Please share with us in case you find a pure Java solution (portable one) to find the caller object without passing 'this'.

I assume 'check()' in your finally-block is not intentionally missing the 'this' argument - maybe a typo?

"in case we are not debugging the compiler have still to generate a try finally" - well I think try-finally block would anyway be generated irrespective of whether you are debugging or not as in your code 'if(debug)' test is only covering the call to 'check' method, isn't it? I agree that code for the 'check' call (or anything else you would do in the local if-block) would not be generated in case you turn 'debug' off.

Thanks for your participation. Looks like you are actually in a real situation where you need this OR are you just trying out to explore if it's possible or not? We don't encounter such a situation very frequently, so it will be good if you can give us a brief about it. Though, 'debug' gives an impression that the requirement is not a part of the actual app/tool.
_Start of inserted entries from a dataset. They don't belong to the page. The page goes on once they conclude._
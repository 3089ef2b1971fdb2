//! # Theme Table
//!
//! Every boss, weapon and biome picks a theme. A theme is one row of numbers:
//! three palette colors plus the tuning the compositor and lifecycle manager
//! need. The row is copied onto the effect instance at spawn, so nothing
//! re-branches on theme identity per tick.
//!
//! Slot 0 is always the built-in `"default"` theme; unknown ids resolve to it.

use serde::Deserialize;
use spectra_core::Color;
use std::path::Path;

use crate::error::{ConfigError, ConfigResult};

/// Maximum number of themes in one table.
pub const MAX_THEMES: usize = u16::MAX as usize;

/// Index of a theme in a [`StyleTable`].
#[derive(Clone, Copy, Debug, Default, PartialEq, Eq, Hash, PartialOrd, Ord)]
pub struct ThemeId(pub u16);

impl ThemeId {
    /// The built-in default theme.
    pub const DEFAULT: Self = Self(0);
}

/// The three colors every effect composes from.
#[derive(Clone, Copy, Debug, PartialEq)]
pub struct Palette {
    /// Dominant color (main pass, fog body, telegraph fill).
    pub primary: Color,
    /// Gradient partner of `primary` (trail tails, ray ends).
    pub secondary: Color,
    /// Highlight color (sparkles, death flashes).
    pub accent: Color,
}

impl Default for Palette {
    fn default() -> Self {
        Self {
            primary: Color::rgb(0.55, 0.75, 1.0),
            secondary: Color::rgb(0.25, 0.35, 0.9),
            accent: Color::rgb(1.0, 1.0, 1.0),
        }
    }
}

/// Fully resolved visual tuning for one theme.
#[derive(Clone, Copy, Debug, PartialEq)]
pub struct StyleDescriptor {
    /// Colors.
    pub palette: Palette,
    /// Base ribbon width in world units.
    pub base_width: f32,
    /// Bloom pass width multiplier (typically 2.0-3.2).
    pub bloom_multiplier: f32,
    /// Core pass width multiplier (typically 0.35-0.45).
    pub core_multiplier: f32,
    /// Lifetime ratio at which fade-in ends.
    pub fade_in: f32,
    /// Lifetime ratio at which fade-out starts.
    pub fade_out: f32,
    /// Opacity held during sustain.
    pub target_opacity: f32,
    /// Per-tick velocity multiplier for drifting effects.
    pub velocity_damping: f32,
    /// Catmull-Rom output samples per ribbon (0 disables smoothing).
    pub smoothing_segments: u16,
    /// Wisps / sparkles / rays per instance.
    pub sub_particles: u8,
    /// Sub-particle phase advance per tick, in radians.
    pub pulse_speed: f32,
}

impl Default for StyleDescriptor {
    fn default() -> Self {
        Self {
            palette: Palette::default(),
            base_width: 16.0,
            bloom_multiplier: 2.5,
            core_multiplier: 0.4,
            fade_in: 0.2,
            fade_out: 0.7,
            target_opacity: 1.0,
            velocity_damping: 0.95,
            smoothing_segments: 40,
            sub_particles: 6,
            pulse_speed: 0.12,
        }
    }
}

impl StyleDescriptor {
    /// Checks that every tuning value is usable.
    ///
    /// # Errors
    ///
    /// Returns `ConfigError::InvalidStyle` naming the first bad field.
    pub fn validate(&self, theme: &str) -> ConfigResult<()> {
        let invalid = |reason: &str| ConfigError::InvalidStyle {
            theme: theme.to_string(),
            reason: reason.to_string(),
        };

        if !(self.base_width.is_finite() && self.base_width > 0.0) {
            return Err(invalid("base_width must be positive"));
        }
        if !(self.bloom_multiplier.is_finite() && self.bloom_multiplier > 0.0) {
            return Err(invalid("bloom_multiplier must be positive"));
        }
        if !(self.core_multiplier.is_finite() && self.core_multiplier > 0.0) {
            return Err(invalid("core_multiplier must be positive"));
        }
        if !(0.0..=1.0).contains(&self.fade_in) || !(0.0..=1.0).contains(&self.fade_out) {
            return Err(invalid("fade thresholds must lie in [0, 1]"));
        }
        if self.fade_in > self.fade_out {
            return Err(invalid("fade_in must not exceed fade_out"));
        }
        if !(0.0..=1.0).contains(&self.target_opacity) {
            return Err(invalid("target_opacity must lie in [0, 1]"));
        }
        if !(0.0..=1.0).contains(&self.velocity_damping) {
            return Err(invalid("velocity_damping must lie in [0, 1]"));
        }
        if self.smoothing_segments == 1 {
            return Err(invalid("smoothing_segments must be 0 or at least 2"));
        }
        if !self.pulse_speed.is_finite() {
            return Err(invalid("pulse_speed must be finite"));
        }
        let colors = [
            self.palette.primary,
            self.palette.secondary,
            self.palette.accent,
        ];
        if colors.iter().any(|c| !c.is_finite()) {
            return Err(invalid("palette colors must be finite"));
        }
        Ok(())
    }
}

/// Host-facing palette lookup.
pub trait PaletteSource {
    /// Palette for `theme`. Unknown themes yield the default palette.
    fn palette(&self, theme: ThemeId) -> Palette;
}

/// On-disk shape of a theme row. Every tuning field is optional.
#[derive(Debug, Deserialize)]
#[serde(default, deny_unknown_fields)]
struct ThemeEntry {
    name: String,
    primary: [f32; 4],
    secondary: Option<[f32; 4]>,
    accent: Option<[f32; 4]>,
    base_width: f32,
    bloom_multiplier: f32,
    core_multiplier: f32,
    fade_in: f32,
    fade_out: f32,
    target_opacity: f32,
    velocity_damping: f32,
    smoothing_segments: u16,
    sub_particles: u8,
    pulse_speed: f32,
}

impl Default for ThemeEntry {
    fn default() -> Self {
        let base = StyleDescriptor::default();
        Self {
            name: String::new(),
            primary: base.palette.primary.to_array(),
            secondary: None,
            accent: None,
            base_width: base.base_width,
            bloom_multiplier: base.bloom_multiplier,
            core_multiplier: base.core_multiplier,
            fade_in: base.fade_in,
            fade_out: base.fade_out,
            target_opacity: base.target_opacity,
            velocity_damping: base.velocity_damping,
            smoothing_segments: base.smoothing_segments,
            sub_particles: base.sub_particles,
            pulse_speed: base.pulse_speed,
        }
    }
}

impl ThemeEntry {
    fn into_descriptor(self) -> (String, StyleDescriptor) {
        let primary = Color::from_array(self.primary);
        // Missing gradient partners derive from primary.
        let secondary = self
            .secondary
            .map_or(primary * 0.6, Color::from_array)
            .with_alpha(primary.a);
        let accent = self.accent.map_or(Color::WHITE, Color::from_array);
        let descriptor = StyleDescriptor {
            palette: Palette {
                primary,
                secondary,
                accent,
            },
            base_width: self.base_width,
            bloom_multiplier: self.bloom_multiplier,
            core_multiplier: self.core_multiplier,
            fade_in: self.fade_in,
            fade_out: self.fade_out,
            target_opacity: self.target_opacity,
            velocity_damping: self.velocity_damping,
            smoothing_segments: self.smoothing_segments,
            sub_particles: self.sub_particles,
            pulse_speed: self.pulse_speed,
        };
        (self.name, descriptor)
    }
}

#[derive(Debug, Default, Deserialize)]
#[serde(deny_unknown_fields)]
struct ThemeFile {
    #[serde(default)]
    theme: Vec<ThemeEntry>,
}

/// `ThemeId -> StyleDescriptor` table.
#[derive(Clone, Debug)]
pub struct StyleTable {
    names: Vec<String>,
    styles: Vec<StyleDescriptor>,
}

impl StyleTable {
    /// Name of the built-in theme in slot 0.
    pub const DEFAULT_NAME: &'static str = "default";

    /// Table holding only the default theme.
    #[must_use]
    pub fn new() -> Self {
        Self {
            names: vec![Self::DEFAULT_NAME.to_string()],
            styles: vec![StyleDescriptor::default()],
        }
    }

    /// Parses a TOML document of `[[theme]]` rows.
    ///
    /// A row named `"default"` replaces the built-in default theme.
    ///
    /// # Errors
    ///
    /// Returns an error on malformed TOML, invalid tuning or duplicate names.
    pub fn from_toml_str(source: &str) -> ConfigResult<Self> {
        let file: ThemeFile = toml::from_str(source)?;
        let mut table = Self::new();
        let mut default_replaced = false;

        for entry in file.theme {
            let (name, style) = entry.into_descriptor();
            if name.is_empty() {
                return Err(ConfigError::InvalidStyle {
                    theme: name,
                    reason: "theme name must not be empty".to_string(),
                });
            }
            if name == Self::DEFAULT_NAME && !default_replaced {
                style.validate(&name)?;
                table.styles[0] = style;
                default_replaced = true;
                continue;
            }
            table.insert(&name, style)?;
        }

        tracing::info!("loaded {} themes", table.len());
        Ok(table)
    }

    /// Reads and parses a theme file.
    ///
    /// # Errors
    ///
    /// Returns `ConfigError::Io` if the file cannot be read, otherwise the
    /// errors of [`StyleTable::from_toml_str`].
    pub fn from_toml_file(path: impl AsRef<Path>) -> ConfigResult<Self> {
        let path = path.as_ref();
        let source = std::fs::read_to_string(path).map_err(|err| ConfigError::Io {
            path: path.display().to_string(),
            message: err.to_string(),
        })?;
        Self::from_toml_str(&source)
    }

    /// Adds a theme and returns its id.
    ///
    /// # Errors
    ///
    /// Fails on invalid tuning, a duplicate name, or a full table.
    pub fn insert(&mut self, name: &str, style: StyleDescriptor) -> ConfigResult<ThemeId> {
        style.validate(name)?;
        if self.id_of(name).is_some() {
            return Err(ConfigError::DuplicateTheme(name.to_string()));
        }
        if self.styles.len() >= MAX_THEMES {
            return Err(ConfigError::TooManyThemes { limit: MAX_THEMES });
        }
        let id = ThemeId(self.styles.len() as u16);
        self.names.push(name.to_string());
        self.styles.push(style);
        Ok(id)
    }

    /// Looks up a theme id by name.
    #[must_use]
    pub fn id_of(&self, name: &str) -> Option<ThemeId> {
        self.names
            .iter()
            .position(|n| n == name)
            .map(|index| ThemeId(index as u16))
    }

    /// Name of a theme.
    #[must_use]
    pub fn name_of(&self, theme: ThemeId) -> Option<&str> {
        self.names.get(usize::from(theme.0)).map(String::as_str)
    }

    /// Tuning for `theme`; unknown ids fall back to the default theme.
    #[inline]
    #[must_use]
    pub fn resolve(&self, theme: ThemeId) -> &StyleDescriptor {
        self.styles
            .get(usize::from(theme.0))
            .unwrap_or(&self.styles[0])
    }

    /// Returns true if `theme` is a real row (not a fallback).
    #[must_use]
    pub fn contains(&self, theme: ThemeId) -> bool {
        usize::from(theme.0) < self.styles.len()
    }

    /// Number of themes, including the default.
    #[must_use]
    pub fn len(&self) -> usize {
        self.styles.len()
    }

    /// Always false: the default theme is always present.
    #[must_use]
    pub fn is_empty(&self) -> bool {
        self.styles.is_empty()
    }
}

impl Default for StyleTable {
    fn default() -> Self {
        Self::new()
    }
}

impl PaletteSource for StyleTable {
    fn palette(&self, theme: ThemeId) -> Palette {
        self.resolve(theme).palette
    }
}

#[cfg(test)]
mod tests {
    use super::*;

    const THEMES: &str = r#"
        [[theme]]
        name = "inferno"
        primary = [1.0, 0.35, 0.1, 1.0]
        secondary = [0.7, 0.05, 0.0, 1.0]
        accent = [1.0, 0.9, 0.4, 1.0]
        bloom_multiplier = 3.2
        core_multiplier = 0.35

        [[theme]]
        name = "frost"
        primary = [0.4, 0.8, 1.0, 1.0]
        fade_in = 0.15
        fade_out = 0.8
    "#;

    #[test]
    fn test_parse_themes() {
        let table = StyleTable::from_toml_str(THEMES).unwrap();
        assert_eq!(table.len(), 3);

        let inferno = table.resolve(table.id_of("inferno").unwrap());
        assert_eq!(inferno.bloom_multiplier, 3.2);
        assert_eq!(inferno.palette.accent, Color::new(1.0, 0.9, 0.4, 1.0));

        let frost = table.resolve(table.id_of("frost").unwrap());
        assert_eq!(frost.fade_in, 0.15);
        // Unspecified tuning inherits defaults.
        assert_eq!(frost.core_multiplier, StyleDescriptor::default().core_multiplier);
    }

    #[test]
    fn test_unknown_theme_falls_back() {
        let table = StyleTable::from_toml_str(THEMES).unwrap();
        let fallback = table.resolve(ThemeId(999));
        assert_eq!(fallback, table.resolve(ThemeId::DEFAULT));
        assert!(!table.contains(ThemeId(999)));
    }

    #[test]
    fn test_default_row_replaces_builtin() {
        let table = StyleTable::from_toml_str(
            r#"
            [[theme]]
            name = "default"
            primary = [0.0, 1.0, 0.0, 1.0]
        "#,
        )
        .unwrap();
        assert_eq!(table.len(), 1);
        assert_eq!(table.palette(ThemeId::DEFAULT).primary, Color::rgb(0.0, 1.0, 0.0));
    }

    #[test]
    fn test_rejects_inverted_fades() {
        let err = StyleTable::from_toml_str(
            r#"
            [[theme]]
            name = "broken"
            fade_in = 0.9
            fade_out = 0.1
        "#,
        )
        .unwrap_err();
        assert!(matches!(err, ConfigError::InvalidStyle { .. }));
    }

    #[test]
    fn test_rejects_duplicates() {
        let err = StyleTable::from_toml_str(
            r#"
            [[theme]]
            name = "a"
            [[theme]]
            name = "a"
        "#,
        )
        .unwrap_err();
        assert_eq!(err, ConfigError::DuplicateTheme("a".to_string()));
    }

    #[test]
    fn test_rejects_unknown_fields() {
        let err = StyleTable::from_toml_str(
            r#"
            [[theme]]
            name = "a"
            glow = 3.0
        "#,
        )
        .unwrap_err();
        assert!(matches!(err, ConfigError::Parse(_)));
    }
}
Keep visiting/posting!

marco (8) said...

"Though, 'debug' gives an impression that the requirement is not a part of the actual app/tool."

The tool i'm thinking about is for helping in debug :)

"well I think try-finally block would anyway be generated irrespective of whether you are debugging or not"
making some test i have seen the whole try{stm}finally{}
turned by the compile time java into stm if the finally block is empty. and became empty thanks to the static if.

Geek said...

Good point. Generating try-finally code for an empty 'finally' doesn't really make sense and as you have rightly said that a static (compile-time) if-condition will make the 'finally' block empty when 'debug is turned off. I appreciate your active participation. Thanks for your inputs!